Chicago — Louis Farrakhan's appearance at a high-profile Chicago Catholic church resulted in condemnations by Jewish leaders and by Chicago Cardinal Blase Cupich for the Nation of Islam leader's past anti-Semitic comments, "outright slander" and hate speech.
But in his wide-ranging, hour-long speech, Farrakhan painted himself as a victim of hate by those who oppose him.
"I am a hated man today," he told the parishioners and visitors who crowded St. Sabina Parish the evening of May 9. "The enemy is so hateful of me."
Farrakhan said his detractors had made him a "litmus test," causing those who have been photographed with him — including the late Chicago Cardinal Francis George — to ask that the pictures not be released publicly. He said George joined him for dinner in his home and that he had also met with the late Cardinal Joseph Bernardin in his office.
The 86-year-old Farrakhan grew up Episcopalian and joined the Nation of Islam in 1955. He has led the organization since 1978, after former leader Elijah Muhammad's son made substantial changes after his father's death and renamed that group.
At St. Sabina's, Farrakhan said he believes God has called him to reveal those who are "followers of Satan," including governments that require a license for preaching, Southern Baptists who do not allow women in the sanctuary and some Jewish people because of what he termed "hatred of Jesus in the Talmud," the central text in rabbinical Judaism.
But he noted that Jews are divided today "because of Satan's intervention," adding that he was "here to separate the good Jews from the Satanic Jews."
He also criticized Christian churches for their divisions ("Everybody that knows a few verses of the Bible starts a church"), the founding fathers who owned slaves, government officials who "poisoned the water" in Flint, Michigan, and the administration that started the war in Iraq based on false statements about weapons of mass destruction.
And he blasted Facebook, which announced last week it was banning Farrakhan and several other users it deemed "dangerous."
But on that point, Farrakhan agreed. "I am really dangerous," he said, adding that it was God who "made me dangerous to Satan."
But Farrakhan defended his use of the social media platform, saying he used it "with respect."
"I have not said one word of hate. I do not hate Jewish people. Not one that is with me has ever committed a crime against the Jewish people, black people, white people, no matter what your color is," he said, adding that he was also not a misogynist or a homophobe.
"Don't be angry with me if I stand up on God's word," he said.
St. Sabina's pastor, Fr. Michael Pfleger, called Farrakhan "a friend" and "a fighter for justice, equality and freedom," and said he offered his pulpit to his "brother" in defense of free speech after hearing about Facebook's ban, which he termed "unjust."
Farrakhan said the two have been friends for nearly 40 years and he has spoken several times at the parish, which is about four miles from the Nation of Islam's Mosque Maryam.
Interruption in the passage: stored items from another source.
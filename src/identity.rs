//! Best-effort visitor identity. Nothing here is authenticated: headers can
//! be spoofed and the fallbacks are weak, so ids are only good for counting.

use crate::errors::StoreError;
use crate::storage::KeyValueStorage;
use axum::http::{header::USER_AGENT, HeaderMap};
use chrono::Utc;
use rand::{distr::Alphanumeric, Rng};

pub const CLIENT_ID_KEY: &str = "clientId";

const FORWARDED_FOR: &str = "x-forwarded-for";
const REAL_IP: &str = "x-real-ip";

/// Resolves the requester id from proxy headers, falling back to the user
/// agent plus the current time. The fallback is unique per request, so such
/// visitors can like more than once.
pub fn resolve_client_id(headers: &HeaderMap) -> String {
    if let Some(first) = header_str(headers, FORWARDED_FOR)
        .and_then(|value| value.split(',').next())
        .map(str::trim)
        .filter(|value| !value.is_empty())
    {
        return first.to_string();
    }

    if let Some(real_ip) = header_str(headers, REAL_IP)
        .map(str::trim)
        .filter(|value| !value.is_empty())
    {
        return real_ip.to_string();
    }

    let user_agent = headers
        .get(USER_AGENT)
        .and_then(|value| value.to_str().ok())
        .unwrap_or("unknown");
    format!("{user_agent}_{}", Utc::now().timestamp_millis())
}

fn header_str<'a>(headers: &'a HeaderMap, name: &str) -> Option<&'a str> {
    headers.get(name).and_then(|value| value.to_str().ok())
}

/// Returns the token persisted in `storage`, creating and saving one on
/// first use.
pub async fn browser_client_id(storage: &dyn KeyValueStorage) -> Result<String, StoreError> {
    if let Some(existing) = storage.get_item(CLIENT_ID_KEY).await? {
        if !existing.is_empty() {
            return Ok(existing);
        }
    }
    let token = generate_client_token();
    storage.set_item(CLIENT_ID_KEY, token.clone()).await?;
    Ok(token)
}

pub fn generate_client_token() -> String {
    let suffix: String = rand::rng()
        .sample_iter(&Alphanumeric)
        .map(|byte| (byte as char).to_ascii_lowercase())
        .take(9)
        .collect();
    format!("client_{}_{suffix}", Utc::now().timestamp_millis())
}

#[cfg(test)]
mod tests {
    use super::*;
    use crate::storage::MemoryStorage;
    use axum::http::HeaderValue;

    #[test]
    fn forwarded_for_takes_first_address() {
        let mut headers = HeaderMap::new();
        headers.insert(
            FORWARDED_FOR,
            HeaderValue::from_static(" 203.0.113.7 , 10.0.0.1"),
        );
        headers.insert(REAL_IP, HeaderValue::from_static("10.0.0.9"));
        assert_eq!(resolve_client_id(&headers), "203.0.113.7");
    }

    #[test]
    fn real_ip_used_without_forwarded_for() {
        let mut headers = HeaderMap::new();
        headers.insert(REAL_IP, HeaderValue::from_static("198.51.100.4"));
        assert_eq!(resolve_client_id(&headers), "198.51.100.4");
    }

    #[test]
    fn falls_back_to_user_agent_and_time() {
        let mut headers = HeaderMap::new();
        headers.insert(USER_AGENT, HeaderValue::from_static("curl/8.0"));
        let id = resolve_client_id(&headers);
        assert!(id.starts_with("curl/8.0_"));

        let anonymous = resolve_client_id(&HeaderMap::new());
        assert!(anonymous.starts_with("unknown_"));
    }

    #[test]
    fn generated_tokens_have_expected_shape() {
        let token = generate_client_token();
        let parts: Vec<&str> = token.split('_').collect();
        assert_eq!(parts.len(), 3);
        assert_eq!(parts[0], "client");
        assert!(parts[1].parse::<i64>().is_ok());
        assert_eq!(parts[2].len(), 9);
        assert!(parts[2]
            .chars()
            .all(|c| c.is_ascii_lowercase() || c.is_ascii_digit()));
    }

    #[tokio::test]
    async fn browser_token_is_reused() {
        let storage = MemoryStorage::new();
        let first = browser_client_id(&storage).await.unwrap();
        let second = browser_client_id(&storage).await.unwrap();
        assert_eq!(first, second);
        assert_eq!(
            storage.get_item(CLIENT_ID_KEY).await.unwrap(),
            Some(first)
        );
    }
}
"Minster Farrakhan has been a bold voice against injustice done against black people in this country, and his voice deserve and needs to be heard," Pfleger said in his introduction.
"Many say they do not like Minister Farrakhan because all they have heard is various soundbites," Pfleger said, praising the Nation of Islam for "raising up strong, clean, nonviolent black men" and "saving lives."
Attempts to reach Pfleger for comment were unsuccessful at the time of publication.
But, at a news conference before Farrakhan's speech, officials at the Illinois Holocaust Museum officials criticized Pfleger for "giving hatred a platform." Museum CEO Susan Abrams publicly invited Pfleger and Farrakhan to tour the museum and to meet with her and museum president Fritzie Fritzshall, a survivor of the Auschwitz concentration camp.
The archdiocese's director of violence prevention, Phil Andrew, also attended the museum's news conference, the Chicago Tribune reported.
In his statement the next day, Cupich apologized to "my Jewish brothers and sisters, whose friendship I treasure, from whom I learn so much, and whose covenant with God remains eternal."
Cupich said he was not consulted about Farrakhan's appearance and was disappointed that the Nation of Islam leader did not "deliver a unifying message of God's love for all his children."
"Instead, he repeatedly smeared the Jewish people, using a combination of thinly veiled discriminatory rhetoric and outright slander," the Chicago cardinal said in his statement.
"Antisemitic rhetoric — discriminatory invective of any kind — has no place in American public life, let alone in a Catholic church," Cupich said.
Rabbi Yehiel Poupko of the Jewish Federation of Metropolitan Chicago told NCR that Cupich's "thoughtful and loving affirmation" is an example of the church's "faithfulness to its promise" of friendship and respect to the Jewish people and Judaism, as described in the Second Vatican Council document Nostra Aetate.
"Catholics and Jews are each taught 'Do not stand idly by' in the face of evil," Poupko said. "The cardinal didn't. He stood by his beloved church's teachings and stood for, and with, us, his Jewish brothers and sisters."